Nous nous exécutons alors que deux autres hommes ferment le cercle par derrière. Nous nous regroupons, l’un d’eux prend le revolver de Jésus. Celui qui donne les ordres, un moustachu mal rasé au visage bruni par le soleil s’approche. Je lui dis :
— Nous n’avons pas beaucoup d’argent.
Sa carabine pointe sur le col ouvert de ma chemise. Et alors que je m’attends à ce qu’il propose un arrangement en nature, il demande soupçonneux :
— Que venez-vous faire dans la forêt maudite ?
Songeant qu’ils puissent être des mercenaires recrutés par Léonie, je réponds honnêtement :
— Nous nous rendons au château.
— Au château ?
— Voir une connaissance.
— Mettez les mains dans le dos.
Il passe derrière Maman, puis il lui ficèle les poignets avec un passant de son pantalon. Je profite de l’instant pour reboutonner mon col de chemise, un trou plus haut. Il sert le lien fort avant de passer à moi. La ficelle me coupe la circulation, puis arrivant à Jésus, il renonce et ordonne :
— Suivez-moi.
— Nous allons où ? demandé-je.
Il ne répond pas, nous obéissons, tandis que les trois autres gus ferment la marchent en emmenant nos montures. Marmiton ne se laisse pas faire, ce qui engendre des insultes et des claques sur ses naseaux.
— Avance, bourrique !
Marmiton le fait chier, obligeant l’un des quatre desperados à rester en arrière. Nous marchons à peine dix minutes, jusqu’à parvenir à un campement cerné d’énormes panneaux vitrés, espacés d’un mètre les uns des autres. Une dizaine de bandits et quelques hommes d’églises, reconnaissables par leurs tuniques noires brodées d’une croix êvanique, montent la garde.

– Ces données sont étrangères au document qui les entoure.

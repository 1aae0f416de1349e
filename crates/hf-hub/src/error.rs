//! Collaborator error types and their translation into the broker taxonomy.

use hf_core::{Error, RemoteFailure};
use std::time::Duration;
use thiserror::Error;

/// Failure talking to the Hub, the hosted inference service or the
/// repository write API.
#[derive(Error, Debug)]
pub enum HubError {
    #[error("{0} not found")]
    NotFound(String),

    #[error("HTTP {status}: {body}")]
    Status { status: u16, body: String },

    #[error("timed out after {0:?}")]
    Timeout(Duration),

    #[error("transport error: {0}")]
    Transport(String),

    #[error("unexpected response: {0}")]
    Decode(String),

    #[error("write credentials are not configured")]
    MissingToken,

    #[error("IO error: {0}")]
    Io(#[from] std::io::Error),
}

impl HubError {
    pub fn failure(&self) -> RemoteFailure {
        match self {
            HubError::NotFound(_) => RemoteFailure::Missing,
            HubError::Status { status, .. } => RemoteFailure::Status(*status),
            HubError::MissingToken => RemoteFailure::Status(401),
            HubError::Timeout(_) => RemoteFailure::Timeout,
            HubError::Transport(_) | HubError::Io(_) => RemoteFailure::Transport,
            HubError::Decode(_) => RemoteFailure::Decode,
        }
    }

    pub fn is_not_found(&self) -> bool {
        matches!(self, HubError::NotFound(_))
    }

    /// Translate into the broker taxonomy, naming what was being looked up.
    pub fn into_error(self, subject: impl Into<String>) -> Error {
        let failure = self.failure();
        Error::remote(subject, failure, self.to_string())
    }
}

impl From<reqwest::Error> for HubError {
    fn from(err: reqwest::Error) -> Self {
        if err.is_timeout() {
            HubError::Timeout(Duration::ZERO)
        } else if err.is_decode() {
            HubError::Decode(err.to_string())
        } else {
            HubError::Transport(err.to_string())
        }
    }
}

impl From<serde_json::Error> for HubError {
    fn from(err: serde_json::Error) -> Self {
        HubError::Decode(err.to_string())
    }
}

impl From<HubError> for Error {
    fn from(err: HubError) -> Self {
        err.into_error("hub")
    }
}

/// Failure inside the local model runtime.
#[derive(Error, Debug)]
pub enum RuntimeError {
    #[error("materialization failed: {0}")]
    Materialize(String),

    #[error("generation failed: {0}")]
    Generation(String),

    #[error("unsupported task: {0}")]
    UnsupportedTask(String),

    #[error(transparent)]
    Hub(#[from] HubError),

    #[error("IO error: {0}")]
    Io(#[from] std::io::Error),
}

impl RuntimeError {
    /// Translate into the broker taxonomy for the given model.
    pub fn into_error(self, model_id: impl Into<String>) -> Error {
        Error::load_failed(model_id, self.to_string())
    }
}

Le bandit pénètre dans la plus grande tente, et lorsque nous y entrons, nous nous retrouvons face à l’évêque Thierry de Ribaucourt.
— Mon Seigneur, nous avons trouvé ces gens qui se rendaient au château.
Ses lèvres déformées échappent un sourire amusé.
— Tiens, mais c’est la catin du Païen et son infirme ! Faites venir trois de vos hommes.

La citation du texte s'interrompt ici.